The following is part three of a five-part excerpt of the new book, Women’s Health for Life (DK 2009). Women’s Health for Life is a unique compilation of women’s health information, designed to help women optimize their health, well-being, and quality of life. Edited by women’s health expert and advocate, Dr. Donnica Moore, this book is team written by women physicians for women readers. It discusses topics from contraception to infertility; migraines to menopause; cervical cancer to colon cancer; and heartburn to heart disease. While many readers will want to read this book from start to finish, it provides easy access to specific information when it’s needed. Uniquely, this book provides clear illustrations, graphs, and charts making it as easily understood as a cookbook. While, there is no single “recipe” for good health, the many ingredients are discussed in this book’s 16 chapters. Organized by bodily system, each chapter starts out with an explanation of how that system works and ways to maintain healthy function through diet, exercise, and other self-help measures. This is followed by an explanation of some of the medical conditions affecting that particular system and how they should be treated, focusing specifically on recommendations for women. To order Women’s Health for Life from amazon.com, click here:
The following segment is taken from Chapter 2, “Understanding the Changes” which gives a decade-by-decade overview of the physiologic and psychologic changes women experience as we age. It also serves to remind us of the common sense rules of health that many of us are liable to forget. Much of that information is given in the section focusing on the 20’s, so don’t skip over this, even if you’re older!
Women’s Health Lists for Women in Their 20’s:
Tests recommended in your 20s These are the tests and checkups which it is useful to have during your 20s. Some of the routine checkups, such as the breast self-exam, you can and should do yourself on a regular basis.
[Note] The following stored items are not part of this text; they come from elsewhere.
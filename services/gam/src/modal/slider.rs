use core::fmt::Write;

use ux_api::minigfx::*;

use crate::*;

// This structure needs to be "shallow copy capable" so we can use it with
// the enum_actions API to update the progress state in an efficient manner.
// Thus it does not include its own GAM reference; instead we create one on
// the fly when needed.
#[derive(Debug, Copy, Clone)]
pub struct Slider {
    pub min: u32,
    pub max: u32,
    pub step: u32,
    pub action_conn: xous::CID,
    pub action_opcode: u32,
    pub action_payload: u32,
    pub is_progressbar: bool,
    pub is_password: bool,
    pub show_legend: bool,
    pub units: [u8; 8],
    pub units_len: usize,
}
impl Slider {
    pub fn new(
        action_conn: xous::CID,
        action_opcode: u32,
        min: u32,
        max: u32,
        step: u32,
        units: Option<&str>,
        initial_setting: u32,
        is_progressbar: bool,
        show_legend: bool,
    ) -> Self {
        let mut units_storage = [0u8; 8];
        let mut units_len = 0;
        if let Some(unit_str) = units {
            if unit_str.as_bytes().len() <= 8 {
                units_storage[..unit_str.as_bytes().len()].copy_from_slice(unit_str.as_bytes());
                units_len = unit_str.as_bytes().len();
            } else {
                log::error!(
                    "Unit string must be less than 8 *bytes* long (are you using unicode?), ignoring length {} string",
                    unit_str.as_bytes().len()
                );
            }
        }

        Slider {
            action_conn,
            action_opcode,
            is_password: false,
            is_progressbar,
            min,
            max,
            step,
            action_payload: initial_setting,
            units: units_storage,
            units_len,
            show_legend,
        }
    }

    pub fn set_is_progressbar(&mut self, setting: bool) { self.is_progressbar = setting; }

    pub fn set_is_password(&mut self, setting: bool) {
        // this will cause text to be inverted. Untrusted entities can try to set this,
        // but the GAM should defeat this for dialog boxes outside of the trusted boot
        // set because they can't achieve a high enough trust level.
        self.is_password = setting;
    }

    pub fn set_state(&mut self, state: u32) {
        if state < self.min {
            self.action_payload = self.min;
        } else if state > self.max {
            self.action_payload = self.max;
        } else {
            self.action_payload = state;
        }
    }
}
impl ActionApi for Slider {
    fn height(&self, glyph_height: isize, margin: isize, _modal: &Modal) -> isize {
        /*
        margin
            min            max    <- glyph height
             -----O----------     <- glyph height
                 legend
        margin
        */
        if self.show_legend { glyph_height * 3 + margin * 2 } else { glyph_height * 2 + margin * 2 }
    }

    fn set_action_opcode(&mut self, op: u32) { self.action_opcode = op }

    fn redraw(&self, at_height: isize, modal: &Modal) {
        let color = if self.is_password { PixelColor::Light } else { PixelColor::Dark };
        let fill_color = if self.is_password { PixelColor::Dark } else { PixelColor::Light };

        // prime a textview with the correct general style parameters
        let mut tv = TextView::new(modal.canvas, TextBounds::BoundingBox(Rectangle::new_coords(0, 0, 1, 1)));
        tv.ellipsis = true;
        tv.style = modal.style;
        tv.invert = self.is_password;
        tv.draw_border = false;
        tv.margin = Point::new(0, 0);
        tv.insertion = None;

        let maxwidth = (modal.canvas_width - modal.margin * 2) as u16;
        if self.show_legend {
            /* // min/max doesn't look good, leave it out for now
            // render min
            tv.bounds_computed = None;
            tv.bounds_hint = TextBounds::GrowableFromTl(
                Point::new(modal.margin, at_height + modal.margin),
                maxwidth
            );
            tv.text.clear();
            write!(tv, "{}{}", self.min, self.units.to_str()).unwrap();
            modal.gam.post_textview(&mut tv).expect("couldn't post tv");
            // render max
            tv.bounds_computed = None;
            tv.bounds_hint = TextBounds::GrowableFromBr(
                Point::new(modal.canvas_width - modal.margin, at_height + modal.margin + modal.line_height),
                maxwidth
            );
            tv.text.clear();
            write!(tv, "{}{}", self.max, self.units.to_str()).unwrap();
            modal.gam.post_textview(&mut tv).expect("couldn't post tv");
            */
            // estimate width of current setting
            tv.bounds_computed = None;
            tv.bounds_hint = TextBounds::GrowableFromTl(Point::new(0, 0), maxwidth);
            write!(
                tv,
                "{}{}",
                self.action_payload,
                String::from_utf8(self.units[..self.units_len].to_vec()).unwrap_or("UTF8-Err".to_string())
            )
            .unwrap();
            modal.gam.bounds_compute_textview(&mut tv).expect("couldn't simulate text size");
            let textwidth = if let Some(bounds) = tv.bounds_computed {
                bounds.br.x - bounds.tl.x
            } else {
                maxwidth as isize
            };
            let offset = (modal.canvas_width - textwidth) / 2;
            // render current setting
            tv.bounds_computed = None;
            tv.bounds_hint = TextBounds::GrowableFromTl(
                Point::new(offset, at_height + modal.margin + modal.line_height * 2 + modal.margin),
                maxwidth,
            );
            modal.gam.post_textview(&mut tv).expect("couldn't post tv");
        }

        // the actual slider
        let mut draw_list = GamObjectList::new(modal.canvas);
        let outer_rect = Rectangle::new_with_style(
            Point::new(modal.margin * 2, modal.margin + modal.line_height + at_height),
            Point::new(
                modal.canvas_width - modal.margin * 2,
                modal.margin + modal.line_height * 2 + at_height,
            ),
            DrawStyle::new(fill_color, color, 2),
        );
        draw_list.push(GamObjectType::Rect(outer_rect)).unwrap();
        let total_width = modal.canvas_width - modal.margin * 4;
        let slider_point =
            (total_width * (self.action_payload - self.min) as isize) / (self.max - self.min) as isize;
        let inner_rect = Rectangle::new_with_style(
            Point::new(modal.margin * 2, modal.margin + modal.line_height + at_height),
            Point::new(modal.margin * 2 + slider_point, modal.margin + modal.line_height * 2 + at_height),
            DrawStyle::new(color, color, 1),
        );
        draw_list.push(GamObjectType::Rect(inner_rect)).unwrap();
        modal.gam.draw_list(draw_list).expect("couldn't execute draw list");
    }

    fn key_action(&mut self, k: char) -> Option<ValidatorErr> {
        log::trace!("key_action: {}", k);
        if !self.is_progressbar {
            match k {
                '←' => {
                    if self.action_payload >= self.min + self.step {
                        self.action_payload -= self.step;
                    } else if self.action_payload >= self.min && self.action_payload < self.min + self.step {
                        self.action_payload = self.min
                    }
                }
                '→' => {
                    if self.action_payload <= self.max - self.step {
                        self.action_payload += self.step;
                    } else if self.action_payload < self.max && self.action_payload > self.max - self.step {
                        self.action_payload = self.max
                    }
                }
                '\u{0}' => {
                    // ignore null messages
                }
                '∴' | '\u{d}' => {
                    // relinquish focus before returning the result
                    let gam = crate::Gam::new(&xous_names::XousNames::new().unwrap()).unwrap();
                    gam.relinquish_focus().unwrap();
                    xous::yield_slice();

                    let ret_payload = SliderPayload(self.action_payload);

                    let buf = Buffer::into_buf(ret_payload).expect("couldn't convert message to payload");
                    buf.send(self.action_conn, self.action_opcode)
                        .map(|_| ())
                        .expect("couldn't send action message");

                    return None;
                }
                _ => {
                    // ignore all other messages
                }
            }
            None
        } else {
            if k == '🛑' {
                // use the "stop" emoji as a signal that we should close the progress bar
                // relinquish focus on stop
                let gam = crate::Gam::new(&xous_names::XousNames::new().unwrap()).unwrap();
                gam.relinquish_focus().unwrap();
                xous::yield_slice();

                None
            } else {
                None
            }
        }
    }
}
You can ask your doctor, dentist, and optician for the others as appropriate. While different insurance plans may vary in their coverage, these are the medical recommendations.
✔ Do a monthly breast self-examination
✔ Have a Pap smear according to your doctor’s recommendations: for most women, this will be every year
✔ Have your eyes tested every five years
✔ Go for a twice-yearly dental checkup and cleaning
✔ Check your skin regularly for any changes.
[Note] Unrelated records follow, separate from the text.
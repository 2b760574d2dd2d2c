extern crate alloc;
use alloc::string::String;

use bao1x_api::signatures::*;
use digest::Digest;
use sha2_bao1x::Sha512;
use xous::arch::PAGE_SIZE;

use crate::acram::OneWayCounter;
use crate::udma::Spim;

/// Current draw @ 200MHz CPU ACLK (400MHz FCLK), VDD85 = 0.80V nom (measured @0.797V): ~71mA peak @ 27C,
/// measured on VDD33 (LDO path places strict upper bounds on IDD85). Target: < 100mA under all PVT.
///
/// Other notes: active current is only 2-4mA over idle current for this loop, so idle current is a good
/// proxy for current draw in boot0.
///
/// Why this matters: boot0 has to boot the chip under all modes. An external power source is needed for
/// IDD85 > 100mA. Thus we can't boot at max speed config, as not all system configurations have the
/// external regulator. So, we have to work at reduced VDD/frequency and make sure this constraint is met.
///
/// `img_offset` is a pointer to untrusted image data. It's assumed that the 0-offset of the pointer is
/// a `SignatureInFlash` structure.
///
/// `pubkeys_offset` is a pointer to trusted public key data. Because 'pubkeys_offset` is assumed to be
/// trusted minimal validation is done on this pointer. It's important that the caller has vetted this
/// pointer before using it!
///
/// `revocation_offset` is the offset into the one-way counter array that contains the revocations
/// corresponding to the pubkeys presented.
///
/// `function code` is a domain separator that ensures that signed sections can't be passed into
/// the wrong phase of the boot sequence. Passed as a list of u32-values that are allowed.
///
/// `auto_jump` is a flag which, when `true`, causes the code to diverge into the signed block.
/// If `false` the function returns the key index of the first passing public key, or an error
/// if none were found.
pub fn validate_image(
    img_offset: *const u32,
    pubkeys_offset: *const u32,
    revocation_offset: usize,
    function_codes: &[u32],
    auto_jump: bool,
    mut spim: Option<&mut Spim>,
) -> Result<usize, String> {
    // Copy the signature into a structure so we can unpack it.
    let mut sig = SignatureInFlash::default();
    if let Some(ref mut spim) = spim {
        spim.mem_read(img_offset as u32, sig.as_mut(), false);
    } else {
        // safety: `u8` can represent all values within the pointer.
        let sig_slice =
            unsafe { core::slice::from_raw_parts(img_offset as *const u8, size_of::<SignatureInFlash>()) };
        sig.as_mut().copy_from_slice(sig_slice);
    };

    let pubkey_ptr = pubkeys_offset as *const SignatureInFlash;
    let pk_src: &SignatureInFlash = unsafe { pubkey_ptr.as_ref().unwrap() };

    let signed_len = sig.sealed_data.signed_len;

    if sig.sealed_data.version != BAOCHIP_SIG_VERSION {
        crate::println!(
            "Version {:x} sig found, should be {:x}",
            sig.sealed_data.version,
            BAOCHIP_SIG_VERSION
        );
        return Err(String::from("invalid sigblock version"));
    }

    // checking the function code prevents exploiting code meant for other partitions signed
    // with a valid signature as code for the next stage boot.
    if !function_codes.contains(&sig.sealed_data.function_code) {
        crate::println!("Function code {} not expected", sig.sealed_data.function_code);
        return Err(String::from("Partition has invalid function code"));
    }

    let developer = sig.sealed_data.function_code == FunctionCode::Developer as u32;

    let one_way_counters = OneWayCounter::new();
    let mut secure = false;
    let mut passing_key: Option<usize> = None;
    for (i, key) in pk_src.sealed_data.pubkeys.iter().enumerate() {
        if key.iter().all(|&x| x == 0) {
            continue;
        }
        let revocation_value = one_way_counters.get(revocation_offset + i).expect("internal error");
        if revocation_value != 0 {
            crate::println!("Key at index {} is revoked ({}), skipping", i, revocation_value);
            continue;
        }
        let verifying_key =
            ed25519_dalek::VerifyingKey::from_bytes(key).or(Err(String::from("invalid public key")))?;

        let ed25519_signature = ed25519_dalek::Signature::from(sig.signature);
        let mut h: Sha512 = Sha512::new();
        if let Some(ref mut spim) = spim {
            // need to read the data out page by page and hash it.
            // ASSUME: the SPIM driver has allocated a read buffer that is actually PAGE_SIZE. If the SPIM
            // driver has a smaller buffer, reads get less efficient.
            let end = img_offset as usize + UNSIGNED_LEN + signed_len as usize;
            for offset in ((img_offset as usize + UNSIGNED_LEN)..end).step_by(PAGE_SIZE) {
                let mut buf = [0u8; PAGE_SIZE];
                spim.mem_read(offset as u32, &mut buf, false);
                let valid_length = if offset + PAGE_SIZE < end { PAGE_SIZE } else { end - offset };
                h.update(&buf[..valid_length]);
            }
        } else {
            // easy peasy
            let image: &[u8] = unsafe {
                core::slice::from_raw_parts(
                    (img_offset as usize + UNSIGNED_LEN) as *const u8,
                    signed_len as usize,
                )
            };
            // crate::println!("Verifying image {:x?} with {:x?}", &image[..16], &key);
            h.update(&image);
        }
        // debugging note: h.clone() does *not* work. You have to print the hash by modifying
        // the function inside the ed25519 crate.
        match verifying_key.verify_prehashed(h, None, &ed25519_signature) {
            Ok(_) => {
                passing_key = Some(i);
                if i != sig.sealed_data.pubkeys.len() - 1 {
                    secure = true;
                    break;
                } else if i == sig.sealed_data.pubkeys.len() - 1 {
                    // this is the developer key slot
                    secure = false;
                    break;
                }
            }
            _ => {}
        }
    }

    if !secure || developer {
        erase_secrets();
    }
    if let Some(valid_key) = passing_key {
        if auto_jump {
            jump_to(img_offset as usize);
        }
        Ok(valid_key)
    } else {
        Err(String::from("No valid pubkeys found or signature invalid"))
    }
}

fn erase_secrets() {
    // actually, this should check first if the data is 0, then 0 it. Can't afford
    // to wear-out the memory every boot by repeatedly overwriting it...
    crate::println!("TODO: erase secret data stores on boot to devmode!");
}

pub fn jump_to(target: usize) -> ! {
    // loader expects a0 to have the address of the kernel image pre-loaded
    let kernel_loc = bao1x_api::offsets::KERNEL_START;
    unsafe {
        core::arch::asm!(
            "mv t0, {target}",
            "mv a0, {kernel_loc}",
            "mv a1, x0",
            "jr t0",
            target = in(reg) target,
            kernel_loc = in(reg) kernel_loc,
            options(noreturn)
        );
    }
}

pub fn die_no_std() -> ! {
    unsafe {
        #[rustfmt::skip]
        core::arch::asm! (
            // TODO: any SCE other security-sensitive registers to be zeorized?

            // key regions
            "li          x1, 0x40020000",
            "li          x2, 0x40022700",
        "10:",
            "sw          x0, 0(x1)",
            "addi        x1, x1, 4",
            "bne         x1, x2, 10b",
            // SCE_MEM
            "li          x1, 0x40028000",
            "li          x2, 0x40030000",
        "15:",
            "sw          x0, 0(x1)",
            "addi        x1, x1, 4",
            "bne         x1, x2, 15b",

            //  - IFRAM0/1 zeroize
            "li          x1, 0x50000000",
            "li          x2, 0x50040000",
        "11:",
            "sw          x0, 0(x1)",
            "addi        x1, x1, 4",
            "bne         x1, x2, 11b",
            //  - UDC_MEM zeroize
            "li          x1, 0x50200000",
            "li          x2, 0x50210000",
        "12:",
            "sw          x0, 0(x1)",
            "addi        x1, x1, 4",
            "bne         x1, x2, 12b",
            //  - BIO_MEM zeroize
            "li          x1, 0x50125000",
            "li          x2, 0x50129000",
        "13:",
            "sw          x0, 0(x1)",
            "addi        x1, x1, 4",
            "bne         x1, x2, 13b",

            //  - AO_MEM zeroize
            "li          x1, 0x40060000",
            "li          x2, 0x40070000",
        "16:",
            "sw          x0, 0(x1)",
            "addi        x1, x1, 4",
            "bne         x1, x2, 16b",

            // zeroize main RAM
            "li          x1, 0x61000000",
            "li          x2, 0x61200000",
        "14:",
            "sw          x0, 0(x1)",
            "addi        x1, x1, 4",
            "bne         x1, x2, 14b",

            // zeroize CPU registers
            "mv          x1, x0",
            "mv          x2, x0",
            "mv          x3, x0",
            "mv          x4, x0",
            "mv          x5, x0",
            "mv          x6, x0",
            "mv          x7, x0",
            "mv          x8, x0",
            "mv          x9, x0",
            "mv          x10, x0",
            "mv          x11, x0",
            "mv          x12, x0",
            "mv          x13, x0",
            "mv          x14, x0",
            "mv          x15, x0",
            "mv          x16, x0",
            "mv          x17, x0",
            "mv          x18, x0",
            "mv          x19, x0",
            "mv          x20, x0",
            "mv          x21, x0",
            "mv          x22, x0",
            "mv          x23, x0",
            "mv          x24, x0",
            "mv          x25, x0",
            "mv          x26, x0",
            "mv          x27, x0",
            "mv          x28, x0",
            "mv          x29, x0",
            "mv          x30, x0",
            "mv          x31, x0",

            // emit a loop out of DUART to indicate successful death
            "li          t0, 0x40042000",
            // print 'X' (0x58)
            "li          t1, 0x58",
            "li          t2, 256",
        "20:",
            "sw          t1, 0x0(t0)",
        "21:",
            "lw          t3, 0x8(t0)", // check SR
            "bne         x0, t3, 21b", // wait for 0
            "addi        t2, t2, -1",
            "bne         x0, t2, 20b",

        "22:",
            // multiple jump-backs in case PC is glitched beyond the branch
            // ... a cache line even if this gets turned into C-form ...
            "j           22b",
            "j           22b",
            "j           22b",
            "j           22b",
            "j           22b",
            "j           22b",
            "j           22b",
            "j           22b",
            "j           22b",
            "j           22b",
            "j           22b",
            "j           22b",
            "j           22b",
            "j           22b",
            "j           22b",
            "j           22b",
            // and one to grow on
            "j           22b",

            options(noreturn)
        );
    }
}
✔ If you are thinking of getting pregnant, see your doctor for preconception advice. You may also need screening tests and a Pap smear before you conceive.
Vitamin and mineral supplements in your 20s The following vitamin and mineral supplements can help you become more healthy.
Multivitamins: Most women who are menstruating benefit from a daily multivitamin with iron.
Folic acid/omega-3 fatty acids: If you are breast-feeding, pregnant, or are thinking of starting a family, take a folic acid supplement (400 micrograms/day) as well as an omega-3 fatty acid supplement (200 mg/day).
Calcium and vitamin D: If your diet isn’t giving you 1,200 mg/dayof calcium, you may need calcium and vitamin D supplements.
Questions to ask your doctor in your 20s
The following are just some of the questions you can ask your doctor about at the start of your 20s:
- Are there any vaccines I need?
- Should I be taking any vitamins or supplements?
- Do I need to think about having any additional screening or diagnostic tests?
- Are there any behavioral or lifestyle changes I should make for optimal health?
Leading causes of death for women in their 20s Statistical research in the US shows that the leading causes of death among women in their 20s are:
- Heart disease
- Pregnancy complications
- Birth defects
Vaccines for your 20s Consider having the following vaccines during your 20s.
HPV Vaccine: This vaccine prevents two of the cancer causing strains of human papilloma virus (HPV), which is the cause of cervical cancer. It is approved for women up to age 26. While it is ideally given before a woman becomes sexually active, ask your doctor if it is right for you.
Flu: Many groups of people are on the list of who “should” receive a flu shot annually. You may think you don’t need one, but if you don’t want to get a bout of flu you should get the flu shot.
Tetanus: You will need a tetanus booster every ten years.
Catch-up vaccines: Ask your doctor if you need any vaccinations that you missed in your childhood. For example, you may have missed your rubella (German measles) vaccine (catching rubella during the first trimester of pregnancy can cause major fetal abnormalities) or your varicella (chickenpox) vaccine.